AbstractLynch Syndrome (LS) prevalence in underrepresented minorities are lacking. The objective of this study was to assess the prevalence of LS in a minority patient population. Secondary objectives included identifying factors associated with successful LS screening and to characterize clinicopathologic features. Women with endometrial cancer treated within a university system from 2014 and 2016 were included. Immunohistochemistry (IHC) results of MLH1, PMS2, MSH2 and MSH6 were obtained from medical records and clinicopathologic factors abstracted. Patients not previously screened for LS were screened. 276 patients were evaluable.
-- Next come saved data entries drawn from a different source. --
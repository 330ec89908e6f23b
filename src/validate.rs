//! Option validation and assembly
//!
//! Every candidate rewrite, whatever produced it, goes through the same
//! predicate before it can reach the caller.

use crate::config::ValidationConfig;
use crate::lexicon::TriggerLexicon;
use crate::models::{RewriteMethod, RewriteOption, SignalSet};
use regex::Regex;
use std::sync::{Arc, OnceLock};
use thiserror::Error;
use tracing::debug;

pub const RULE_BASED_CONFIDENCE: f64 = 0.8;
pub const TEMPLATE_CONFIDENCE: f64 = 0.7;

/// Why a candidate was dropped
#[derive(Error, Debug, Clone, PartialEq, Eq)]
pub enum Rejection {
    #[error("candidate is shorter than {min} characters")]
    TooShort { min: usize },

    #[error("candidate is longer than {max} characters")]
    TooLong { max: usize },

    #[error("candidate still contains trigger phrase '{0}'")]
    ResidualTrigger(String),

    #[error("candidate contains a run of '!' or '?'")]
    PunctuationRun,
}

/// Options that survived validation, plus how many candidates were dropped
#[derive(Debug, Clone, Default, PartialEq)]
pub struct Assembled {
    pub options: Vec<RewriteOption>,
    pub rejected: usize,
}

pub struct OptionValidator {
    lexicon: Arc<TriggerLexicon>,
    config: ValidationConfig,
}

static PUNCTUATION_RUN: OnceLock<Regex> = OnceLock::new();

fn punctuation_run() -> &'static Regex {
    PUNCTUATION_RUN.get_or_init(|| Regex::new(r"!{2,}|\?{2,}").unwrap())
}

impl OptionValidator {
    pub fn new(lexicon: Arc<TriggerLexicon>, config: ValidationConfig) -> Self {
        Self { lexicon, config }
    }

    pub fn config(&self) -> &ValidationConfig {
        &self.config
    }

    pub fn check(&self, candidate: &str) -> Result<(), Rejection> {
        let len = candidate.trim().chars().count();
        if len < self.config.min_length {
            return Err(Rejection::TooShort {
                min: self.config.min_length,
            });
        }
        if len > self.config.max_length {
            return Err(Rejection::TooLong {
                max: self.config.max_length,
            });
        }
        if let Some(entry) = self.lexicon.first_match(candidate) {
            return Err(Rejection::ResidualTrigger(entry.phrase.clone()));
        }
        if punctuation_run().is_match(candidate) {
            return Err(Rejection::PunctuationRun);
        }
        Ok(())
    }

    /// Pure predicate. `original_signals` is accepted so callers can pass
    /// the detection context along, but the checks only look at the candidate.
    pub fn validate(&self, candidate: &str, _original_signals: &SignalSet) -> bool {
        self.check(candidate).is_ok()
    }

    /// Assemble the final ranked option list.
    ///
    /// Rule-based output comes first when it changed something, then the
    /// template when it differs from the rule-based text, then generated
    /// candidates. Ties in confidence keep that order.
    pub fn combine(
        &self,
        original: &str,
        rule_based: &str,
        template: &str,
        generated: &[String],
        generated_confidence: f64,
    ) -> Assembled {
        let mut candidates = Vec::with_capacity(2 + generated.len());
        if rule_based.trim() != original.trim() {
            candidates.push(RewriteOption::new(
                rule_based,
                RewriteMethod::RuleBased,
                RULE_BASED_CONFIDENCE,
                "Reformulation par règles",
            ));
        }
        if template.trim() != rule_based.trim() {
            candidates.push(RewriteOption::new(
                template,
                RewriteMethod::FormalTemplate,
                TEMPLATE_CONFIDENCE,
                "Version formelle",
            ));
        }
        for text in generated {
            candidates.push(RewriteOption::new(
                text.trim(),
                RewriteMethod::Generated,
                generated_confidence,
                "Reformulation générée",
            ));
        }

        let mut assembled = Assembled::default();
        for candidate in candidates {
            if let Err(reason) = self.check(&candidate.text) {
                debug!("Dropping {} candidate: {}", candidate.method, reason);
                assembled.rejected += 1;
                continue;
            }
            if assembled.options.iter().any(|o| o.text == candidate.text) {
                continue;
            }
            assembled.options.push(candidate);
        }

        // sort_by is stable, so equal confidences keep insertion order
        assembled
            .options
            .sort_by(|a, b| b.confidence.total_cmp(&a.confidence));
        assembled.options.truncate(self.config.max_options);
        assembled
    }
}
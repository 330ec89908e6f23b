//! Text (terminal) reporter with colors and formatting

use super::Report;
use crate::models::{
    AnalysisResult, ImpactLevel, MirrorReport, Notice, RephraseResult, RewriteMethod,
    RewriteOption, Sentiment, SignalSet,
};
use crate::rewrite::StageTrace;
use anyhow::Result;
use console::{style, StyledObject};

const RULE: &str = "──────────────────────────────────────";

/// Render report as formatted terminal output
pub fn render(report: Report<'_>) -> Result<String> {
    let out = match report {
        Report::Analysis(r) => render_analysis(r),
        Report::Rephrase(r) => render_rephrase(r),
        Report::Mirror(r) => render_mirror(r),
        Report::Responses(r) => render_options("RÉPONSES SUGGÉRÉES", r),
        Report::Explain(steps) => render_explain(steps),
    };
    Ok(out)
}

fn level_style(level: ImpactLevel) -> StyledObject<String> {
    let s = style(level.to_string());
    match level {
        ImpactLevel::High => s.red().bold(),
        ImpactLevel::Moderate => s.yellow().bold(),
        ImpactLevel::Low => s.green(),
    }
}

fn sentiment_style(sentiment: Sentiment) -> StyledObject<String> {
    let s = style(sentiment.to_string());
    match sentiment {
        Sentiment::Hostile => s.red(),
        Sentiment::Neutral => s.cyan(),
        Sentiment::Positive => s.green(),
    }
}

fn method_tag(method: RewriteMethod) -> &'static str {
    match method {
        RewriteMethod::RuleBased => "[R]",
        RewriteMethod::FormalTemplate => "[T]",
        RewriteMethod::Generated => "[G]",
    }
}

fn header(out: &mut String, title: &str) {
    out.push_str(&format!("\n{}\n", style(title).bold()));
    out.push_str(&format!("{}\n", style(RULE).dim()));
}

fn push_signals(out: &mut String, signals: &SignalSet) {
    if signals.is_empty() {
        out.push_str(&format!("Signaux: {}\n", style("aucun").dim()));
    } else {
        out.push_str(&format!("Signaux: {}\n", signals.tags().join(", ")));
    }
}

fn render_analysis(r: &AnalysisResult) -> String {
    let mut out = String::new();
    header(&mut out, "Analyse");
    out.push_str(&format!(
        "Sentiment: {}  Calme: {:.2}  Impact: {} ({})\n",
        sentiment_style(r.sentiment),
        r.score,
        style(r.impact.score).bold(),
        level_style(r.impact.level)
    ));
    push_signals(&mut out, &r.signals);
    out.push_str(&format!("\n{}\n", r.recommendation));
    out
}

fn render_rephrase(r: &RephraseResult) -> String {
    let mut out = String::new();
    header(&mut out, "Reformulation");
    out.push_str(&format!("{} {}\n", style("Original:").bold(), r.original.trim()));
    out.push_str(&format!(
        "Sentiment: {}  Impact: {} ({})\n",
        sentiment_style(r.analysis.sentiment),
        style(r.analysis.impact.score).bold(),
        level_style(r.analysis.impact.level)
    ));
    push_signals(&mut out, &r.analysis.signals);
    out.push('\n');

    out.push_str(&render_options("OPTIONS", &r.options));
    out.push_str(&format!("{}\n", r.recommendation));

    for notice in &r.notices {
        let line = match notice {
            Notice::EmptyInput => continue,
            Notice::CollaboratorFailure { message } => {
                format!("Génération indisponible: {}", message)
            }
            Notice::ValidationRejection { rejected } => {
                format!("{} proposition(s) écartée(s) par la validation", rejected)
            }
        };
        out.push_str(&format!("{}\n", style(line).dim()));
    }
    out
}

fn render_options(title: &str, options: &[RewriteOption]) -> String {
    let mut out = String::new();
    if options.is_empty() {
        return out;
    }
    out.push_str(&format!("{}\n", style(title).bold()));
    for (i, option) in options.iter().enumerate() {
        out.push_str(&format!(
            "  {:>2}. {} {}  {}\n",
            i + 1,
            style(method_tag(option.method)).cyan(),
            option.text,
            style(format!("({:.0}%)", option.confidence * 100.0)).dim()
        ));
    }
    out.push('\n');
    out
}

fn render_mirror(r: &MirrorReport) -> String {
    let mut out = String::new();
    header(&mut out, "Mode miroir");
    out.push_str(&format!(
        "Impact: {} ({})\n",
        style(r.impact_score).bold(),
        level_style(r.impact_level)
    ));
    push_signals(&mut out, &r.signals);

    let p = &r.perception;
    out.push_str(&format!(
        "Perception: agressif {:.0}%  flou {:.0}%  informatif {:.0}%  rassurant {:.0}%\n\n",
        p.aggressive * 100.0,
        p.vague * 100.0,
        p.informative * 100.0,
        p.reassuring * 100.0
    ));
    out.push_str(&format!("{}\n", r.recommendation));

    if !r.suggested_changes.is_empty() {
        out.push_str(&format!("\n{}\n", style("SUGGESTIONS").bold()));
        for change in &r.suggested_changes {
            out.push_str(&format!("  - {}\n", change));
        }
    }
    out.push_str(&format!("\n{}\n", style(&r.mirror_prompt).italic()));
    out
}

fn render_explain(steps: &[StageTrace]) -> String {
    let mut out = String::new();
    header(&mut out, "Étapes de réécriture");
    for step in steps {
        out.push_str(&format!(
            "  {:<26} {}\n",
            style(step.stage.name()).dim(),
            step.output
        ));
    }
    out
}

#[cfg(test)]
mod tests {
    use super::*;
    use crate::engine::Mediator;
    use crate::reporters::tests::{sample_rephrase, SAMPLE};

    #[test]
    fn test_text_rephrase_lists_options() {
        let result = sample_rephrase();
        let out = render(Report::Rephrase(&result)).unwrap();
        assert!(out.contains("OPTIONS"));
        assert!(out.contains(&result.options[0].text));
        assert!(out.contains(&result.recommendation));
    }

    #[test]
    fn test_text_mirror() {
        let report = Mediator::builtin().mirror(SAMPLE);
        let out = render(Report::Mirror(&report)).unwrap();
        assert!(out.contains("SUGGESTIONS"));
        assert!(out.contains("tu le vivrais comment"));
    }

    #[test]
    fn test_text_empty_responses_render_nothing() {
        assert_eq!(render(Report::Responses(&[])).unwrap(), "");
    }
}
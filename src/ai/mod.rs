//! Optional generative rewrites
//!
//! The mediation core never depends on this module to produce a result.
//! When enabled, an LLM contributes extra candidate rewrites that go through
//! the same validation as rule-based ones. Uses BYOK (bring your own key):
//! API keys come from the config file or environment variables.
//!
//! # Environment Variables
//!
//! - `ANTHROPIC_API_KEY`: Required for Anthropic backend
//! - `OPENAI_API_KEY`: Required for OpenAI backend
//! - `OPENROUTER_API_KEY`, `DEEPINFRA_API_KEY`: Other OpenAI-compatible backends
//!
//! # Example
//!
//! ```rust,ignore
//! use leo::ai::{AiClient, LlmGenerator, TimeoutGenerator};
//!
//! let client = AiClient::from_settings(&config.ai)?;
//! let generator = TimeoutGenerator::new(LlmGenerator::new(client), timeout);
//! ```

mod client;
mod generator;
mod prompts;

pub use client::{AiClient, AiConfig, LlmBackend};
pub use generator::{parse_numbered, Generator, LlmGenerator, TimeoutGenerator};
pub use prompts::{Prompt, PromptKind};

use thiserror::Error;

/// Errors that can occur in the AI module
#[derive(Error, Debug)]
pub enum AiError {
    #[error("Missing API key: {env_var} not set. Get your key at {signup_url}")]
    MissingApiKey { env_var: String, signup_url: String },

    #[error("API error: {status} - {message}")]
    ApiError { status: u16, message: String },

    #[error("Failed to parse API response: {0}")]
    ParseError(String),

    #[error("Invalid configuration: {0}")]
    ConfigError(String),

    #[error("Generator did not answer within {0:?}")]
    Timeout(std::time::Duration),

    #[error("Generator unavailable: {0}")]
    Unavailable(String),
}

pub type AiResult<T> = Result<T, AiError>;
More minority women were screened as part of their routine cancer care (p = 0.005). Additionally, women 50 years or younger were more likely to be screened for LS compared to women older than 51(p = 0.009) and uninsured or reliant on Medicaid patients (p = 0.011) were more likely to be screened during routine care. Six patients received confirmatory germline testing for LS (4.3%), and another 8 patients had a staining pattern suggestive of LS. In an underrepresented population, the rate of LS in endometrial cancer is similar to previous reports. LS may be under diagnosed and opportunities missed when universal screening is not applied in minority women.